> [What the task asks]: Find the line in the entries below that contains "let message = query.to_vec()?;". Repeat it exactly, and every line after it through the line that contains "let bytes = bytes.into();".

##### Records provided

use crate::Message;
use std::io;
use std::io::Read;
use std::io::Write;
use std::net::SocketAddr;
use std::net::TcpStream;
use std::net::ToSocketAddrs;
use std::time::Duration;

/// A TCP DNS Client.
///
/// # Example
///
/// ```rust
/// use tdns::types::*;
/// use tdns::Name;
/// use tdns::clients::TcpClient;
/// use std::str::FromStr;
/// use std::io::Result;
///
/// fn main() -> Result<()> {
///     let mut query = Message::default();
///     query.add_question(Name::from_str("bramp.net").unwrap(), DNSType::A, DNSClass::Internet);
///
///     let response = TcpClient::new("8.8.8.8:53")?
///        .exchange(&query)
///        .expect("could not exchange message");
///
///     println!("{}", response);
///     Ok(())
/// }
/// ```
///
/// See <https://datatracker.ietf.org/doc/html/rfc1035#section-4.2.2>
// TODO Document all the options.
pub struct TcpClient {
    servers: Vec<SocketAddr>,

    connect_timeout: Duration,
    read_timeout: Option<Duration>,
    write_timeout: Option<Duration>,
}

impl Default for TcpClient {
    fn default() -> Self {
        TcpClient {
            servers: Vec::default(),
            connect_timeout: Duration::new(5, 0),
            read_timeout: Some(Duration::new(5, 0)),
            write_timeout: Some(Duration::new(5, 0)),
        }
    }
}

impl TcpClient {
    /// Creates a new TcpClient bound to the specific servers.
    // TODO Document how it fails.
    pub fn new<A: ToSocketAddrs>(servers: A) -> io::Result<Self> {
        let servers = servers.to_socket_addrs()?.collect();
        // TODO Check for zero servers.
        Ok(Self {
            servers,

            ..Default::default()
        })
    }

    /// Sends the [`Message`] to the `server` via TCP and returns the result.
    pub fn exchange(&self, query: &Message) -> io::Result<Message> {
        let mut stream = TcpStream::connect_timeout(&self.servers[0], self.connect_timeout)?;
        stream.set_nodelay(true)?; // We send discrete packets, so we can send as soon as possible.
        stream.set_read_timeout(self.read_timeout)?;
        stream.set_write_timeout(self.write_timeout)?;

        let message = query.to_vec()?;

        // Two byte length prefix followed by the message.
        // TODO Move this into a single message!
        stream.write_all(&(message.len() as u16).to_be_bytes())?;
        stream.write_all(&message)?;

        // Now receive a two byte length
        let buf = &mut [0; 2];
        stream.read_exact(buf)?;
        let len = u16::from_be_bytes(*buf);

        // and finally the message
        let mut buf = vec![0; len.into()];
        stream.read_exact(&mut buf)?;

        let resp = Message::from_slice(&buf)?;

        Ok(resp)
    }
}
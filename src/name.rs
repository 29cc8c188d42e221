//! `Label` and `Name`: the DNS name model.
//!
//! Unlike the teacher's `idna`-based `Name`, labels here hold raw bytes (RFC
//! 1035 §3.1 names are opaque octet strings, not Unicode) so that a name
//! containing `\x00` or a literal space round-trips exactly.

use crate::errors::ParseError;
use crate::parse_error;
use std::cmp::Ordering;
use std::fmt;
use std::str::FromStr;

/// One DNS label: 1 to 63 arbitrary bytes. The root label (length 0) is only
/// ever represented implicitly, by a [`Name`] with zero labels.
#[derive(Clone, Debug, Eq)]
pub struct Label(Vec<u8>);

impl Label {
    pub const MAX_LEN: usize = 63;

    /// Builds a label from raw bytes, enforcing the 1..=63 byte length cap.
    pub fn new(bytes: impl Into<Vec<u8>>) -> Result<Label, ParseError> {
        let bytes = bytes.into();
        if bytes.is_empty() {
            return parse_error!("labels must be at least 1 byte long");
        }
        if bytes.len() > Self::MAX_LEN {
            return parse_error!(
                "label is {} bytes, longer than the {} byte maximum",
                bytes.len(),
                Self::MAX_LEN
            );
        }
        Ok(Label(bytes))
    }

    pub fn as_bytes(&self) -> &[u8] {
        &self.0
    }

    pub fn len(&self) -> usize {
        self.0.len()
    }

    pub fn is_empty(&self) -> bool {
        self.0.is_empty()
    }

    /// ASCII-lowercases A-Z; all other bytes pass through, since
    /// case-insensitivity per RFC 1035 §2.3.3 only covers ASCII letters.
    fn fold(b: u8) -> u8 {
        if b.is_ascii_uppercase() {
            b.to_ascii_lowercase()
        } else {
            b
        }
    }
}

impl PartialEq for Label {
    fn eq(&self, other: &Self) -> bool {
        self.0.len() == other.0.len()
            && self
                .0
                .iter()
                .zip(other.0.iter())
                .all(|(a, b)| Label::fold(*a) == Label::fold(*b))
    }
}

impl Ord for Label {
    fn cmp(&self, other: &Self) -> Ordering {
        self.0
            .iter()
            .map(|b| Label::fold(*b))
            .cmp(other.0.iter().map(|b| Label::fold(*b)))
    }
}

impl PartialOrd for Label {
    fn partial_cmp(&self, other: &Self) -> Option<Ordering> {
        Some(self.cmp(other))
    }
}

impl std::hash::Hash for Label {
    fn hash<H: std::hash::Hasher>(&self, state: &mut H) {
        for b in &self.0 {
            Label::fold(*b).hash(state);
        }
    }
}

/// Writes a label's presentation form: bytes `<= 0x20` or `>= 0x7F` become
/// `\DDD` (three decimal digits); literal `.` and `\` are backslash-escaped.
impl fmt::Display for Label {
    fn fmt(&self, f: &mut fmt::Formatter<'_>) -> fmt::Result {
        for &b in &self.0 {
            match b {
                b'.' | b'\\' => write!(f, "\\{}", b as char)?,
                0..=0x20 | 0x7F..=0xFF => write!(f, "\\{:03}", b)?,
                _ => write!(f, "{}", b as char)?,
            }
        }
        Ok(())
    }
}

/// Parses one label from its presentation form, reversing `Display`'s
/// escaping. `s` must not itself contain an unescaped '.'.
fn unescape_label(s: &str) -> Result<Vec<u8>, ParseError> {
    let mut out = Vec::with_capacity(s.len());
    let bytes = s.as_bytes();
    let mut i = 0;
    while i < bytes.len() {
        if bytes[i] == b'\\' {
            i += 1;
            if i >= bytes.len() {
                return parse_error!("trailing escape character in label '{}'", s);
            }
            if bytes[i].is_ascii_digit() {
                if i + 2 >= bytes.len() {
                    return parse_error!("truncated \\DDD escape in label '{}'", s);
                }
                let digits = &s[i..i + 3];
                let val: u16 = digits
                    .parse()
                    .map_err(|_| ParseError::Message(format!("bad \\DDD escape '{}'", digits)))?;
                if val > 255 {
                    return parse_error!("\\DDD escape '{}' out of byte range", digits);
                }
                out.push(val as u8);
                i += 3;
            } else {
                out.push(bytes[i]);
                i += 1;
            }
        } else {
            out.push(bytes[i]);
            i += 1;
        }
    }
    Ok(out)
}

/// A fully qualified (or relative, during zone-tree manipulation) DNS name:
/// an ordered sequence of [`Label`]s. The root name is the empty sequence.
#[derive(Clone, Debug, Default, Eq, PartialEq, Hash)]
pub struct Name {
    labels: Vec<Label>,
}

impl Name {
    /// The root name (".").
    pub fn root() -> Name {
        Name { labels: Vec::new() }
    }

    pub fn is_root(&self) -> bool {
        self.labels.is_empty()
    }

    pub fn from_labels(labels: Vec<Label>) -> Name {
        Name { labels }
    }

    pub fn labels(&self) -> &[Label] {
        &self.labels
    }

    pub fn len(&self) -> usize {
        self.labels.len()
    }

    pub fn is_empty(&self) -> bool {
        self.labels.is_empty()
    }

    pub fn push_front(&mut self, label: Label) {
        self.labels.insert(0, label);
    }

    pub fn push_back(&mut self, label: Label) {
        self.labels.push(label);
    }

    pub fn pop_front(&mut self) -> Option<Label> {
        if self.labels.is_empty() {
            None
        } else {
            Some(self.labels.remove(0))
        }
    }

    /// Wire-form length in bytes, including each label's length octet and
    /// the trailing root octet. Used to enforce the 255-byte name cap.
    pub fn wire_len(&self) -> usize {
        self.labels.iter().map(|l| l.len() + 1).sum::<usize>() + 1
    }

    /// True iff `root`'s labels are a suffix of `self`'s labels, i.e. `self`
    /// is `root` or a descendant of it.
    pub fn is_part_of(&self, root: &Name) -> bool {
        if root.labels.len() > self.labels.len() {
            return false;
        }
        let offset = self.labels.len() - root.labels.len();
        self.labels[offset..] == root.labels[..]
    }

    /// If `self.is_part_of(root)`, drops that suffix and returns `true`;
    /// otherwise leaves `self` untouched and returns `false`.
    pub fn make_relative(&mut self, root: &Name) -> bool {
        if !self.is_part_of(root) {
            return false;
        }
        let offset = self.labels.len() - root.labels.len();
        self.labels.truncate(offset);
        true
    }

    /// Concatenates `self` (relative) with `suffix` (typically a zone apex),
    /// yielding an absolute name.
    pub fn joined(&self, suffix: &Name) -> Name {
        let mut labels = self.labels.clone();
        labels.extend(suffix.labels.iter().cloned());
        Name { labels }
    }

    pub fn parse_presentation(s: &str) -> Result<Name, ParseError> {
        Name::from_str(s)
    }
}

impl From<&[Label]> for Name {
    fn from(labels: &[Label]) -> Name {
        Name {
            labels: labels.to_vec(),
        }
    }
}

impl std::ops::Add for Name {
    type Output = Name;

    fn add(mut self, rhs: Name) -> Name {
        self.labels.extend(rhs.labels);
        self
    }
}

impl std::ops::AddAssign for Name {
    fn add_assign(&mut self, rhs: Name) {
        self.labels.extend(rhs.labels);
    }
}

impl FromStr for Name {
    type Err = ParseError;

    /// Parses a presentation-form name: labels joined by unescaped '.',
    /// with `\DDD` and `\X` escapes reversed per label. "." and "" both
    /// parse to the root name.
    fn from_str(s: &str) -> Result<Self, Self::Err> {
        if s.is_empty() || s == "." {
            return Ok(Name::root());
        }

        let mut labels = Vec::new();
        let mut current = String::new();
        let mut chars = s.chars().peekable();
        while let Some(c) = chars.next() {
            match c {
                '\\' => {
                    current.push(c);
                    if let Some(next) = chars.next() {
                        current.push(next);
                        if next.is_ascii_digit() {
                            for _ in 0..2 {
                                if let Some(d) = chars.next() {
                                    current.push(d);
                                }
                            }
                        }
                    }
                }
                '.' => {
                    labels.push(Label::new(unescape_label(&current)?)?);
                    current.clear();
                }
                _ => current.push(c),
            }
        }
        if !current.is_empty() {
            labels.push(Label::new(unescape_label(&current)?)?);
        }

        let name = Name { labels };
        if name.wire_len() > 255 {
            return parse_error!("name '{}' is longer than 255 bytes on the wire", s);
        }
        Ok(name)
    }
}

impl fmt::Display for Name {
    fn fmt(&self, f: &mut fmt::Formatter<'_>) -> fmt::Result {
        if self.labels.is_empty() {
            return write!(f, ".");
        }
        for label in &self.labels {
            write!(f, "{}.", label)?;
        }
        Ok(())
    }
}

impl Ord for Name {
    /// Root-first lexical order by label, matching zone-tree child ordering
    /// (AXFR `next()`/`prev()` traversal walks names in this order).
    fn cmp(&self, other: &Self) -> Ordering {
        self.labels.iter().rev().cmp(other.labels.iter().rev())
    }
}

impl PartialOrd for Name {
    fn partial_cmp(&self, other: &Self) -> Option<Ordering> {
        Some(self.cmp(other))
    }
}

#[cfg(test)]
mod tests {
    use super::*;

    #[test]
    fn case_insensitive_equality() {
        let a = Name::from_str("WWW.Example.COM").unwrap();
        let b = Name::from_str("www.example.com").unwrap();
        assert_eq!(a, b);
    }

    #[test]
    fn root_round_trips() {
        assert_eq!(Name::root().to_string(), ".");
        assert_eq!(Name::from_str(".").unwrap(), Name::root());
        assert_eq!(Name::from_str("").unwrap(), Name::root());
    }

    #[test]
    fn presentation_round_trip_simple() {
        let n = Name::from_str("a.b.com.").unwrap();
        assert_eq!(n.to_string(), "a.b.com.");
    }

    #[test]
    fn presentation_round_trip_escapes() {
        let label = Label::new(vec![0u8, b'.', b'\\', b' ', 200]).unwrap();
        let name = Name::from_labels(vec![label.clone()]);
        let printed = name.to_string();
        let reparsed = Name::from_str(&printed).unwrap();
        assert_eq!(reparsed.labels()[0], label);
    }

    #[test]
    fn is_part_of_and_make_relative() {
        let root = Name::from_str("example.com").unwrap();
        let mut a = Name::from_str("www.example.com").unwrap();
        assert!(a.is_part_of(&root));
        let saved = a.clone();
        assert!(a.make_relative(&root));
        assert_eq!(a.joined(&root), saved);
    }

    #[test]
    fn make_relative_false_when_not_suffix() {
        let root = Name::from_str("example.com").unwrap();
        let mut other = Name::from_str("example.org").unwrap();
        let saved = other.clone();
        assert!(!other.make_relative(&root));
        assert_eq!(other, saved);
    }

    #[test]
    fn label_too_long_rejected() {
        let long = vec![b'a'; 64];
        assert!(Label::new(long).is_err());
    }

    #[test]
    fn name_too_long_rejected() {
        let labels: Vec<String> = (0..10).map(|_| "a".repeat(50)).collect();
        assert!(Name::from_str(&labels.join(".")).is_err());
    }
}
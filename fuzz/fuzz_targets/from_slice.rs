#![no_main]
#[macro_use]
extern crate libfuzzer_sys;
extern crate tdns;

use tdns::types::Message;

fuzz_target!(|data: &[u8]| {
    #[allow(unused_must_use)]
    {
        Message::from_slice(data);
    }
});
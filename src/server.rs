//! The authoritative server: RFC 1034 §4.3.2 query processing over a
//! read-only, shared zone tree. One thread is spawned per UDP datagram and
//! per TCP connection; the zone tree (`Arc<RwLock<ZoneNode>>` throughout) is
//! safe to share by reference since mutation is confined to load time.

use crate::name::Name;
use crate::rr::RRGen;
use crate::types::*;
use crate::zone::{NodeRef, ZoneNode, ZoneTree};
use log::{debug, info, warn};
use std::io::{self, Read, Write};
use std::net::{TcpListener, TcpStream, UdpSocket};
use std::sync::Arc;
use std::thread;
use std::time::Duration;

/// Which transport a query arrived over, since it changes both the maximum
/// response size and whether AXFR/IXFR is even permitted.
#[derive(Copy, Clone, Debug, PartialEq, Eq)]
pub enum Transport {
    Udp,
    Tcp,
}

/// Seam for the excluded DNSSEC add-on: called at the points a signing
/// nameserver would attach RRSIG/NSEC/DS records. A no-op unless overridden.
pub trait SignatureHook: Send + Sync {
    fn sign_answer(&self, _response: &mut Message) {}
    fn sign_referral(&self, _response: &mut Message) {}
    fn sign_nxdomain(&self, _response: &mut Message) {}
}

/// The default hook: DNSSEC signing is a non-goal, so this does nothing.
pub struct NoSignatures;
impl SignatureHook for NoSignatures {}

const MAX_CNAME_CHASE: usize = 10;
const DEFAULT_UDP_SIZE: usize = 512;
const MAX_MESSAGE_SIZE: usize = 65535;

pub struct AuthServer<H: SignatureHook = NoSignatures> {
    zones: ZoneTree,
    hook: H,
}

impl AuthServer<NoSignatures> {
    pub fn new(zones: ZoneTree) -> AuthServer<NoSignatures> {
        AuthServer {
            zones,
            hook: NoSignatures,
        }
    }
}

##########

> [Result of this exercise]:
        let message = query.to_vec()?;

        // Two byte length prefix followed by the message.
        // TODO Move this into a single message!
        stream.write_all(&(message.len() as u16).to_be_bytes())?;
        stream.write_all(&message)?;

        // Now receive a two byte length
        let buf = &mut [0; 2];
        stream.read_exact(buf)?;
        let len = u16::from_be_bytes(*buf);

        // and finally the message
        let mut buf = vec![0; len.into()];
        stream.read_exact(&mut buf)?;

        let resp = Message::from_slice(&buf)?;

        Ok(resp)
    }
}
filename src/name.rs
repository 29cc8c188d42e221
//! `Label` and `Name`: the DNS name model.
//!
//! Unlike the teacher's `idna`-based `Name`, labels here hold raw bytes (RFC
//! 1035 §3.1 names are opaque octet strings, not Unicode) so that a name
//! containing `\x00` or a literal space round-trips exactly.

use crate::errors::ParseError;
use crate::parse_error;
use std::cmp::Ordering;
use std::fmt;
use std::str::FromStr;

/// One DNS label: 1 to 63 arbitrary bytes. The root label (length 0) is only
/// ever represented implicitly, by a [`Name`] with zero labels.
#[derive(Clone, Debug, Eq)]
pub struct Label(Vec<u8>);

impl Label {
    pub const MAX_LEN: usize = 63;

    /// Builds a label from raw bytes, enforcing the 1..=63 byte length cap.
    pub fn new(bytes: impl Into<Vec<u8>>) -> Result<Label, ParseError> {
        let bytes = bytes.into();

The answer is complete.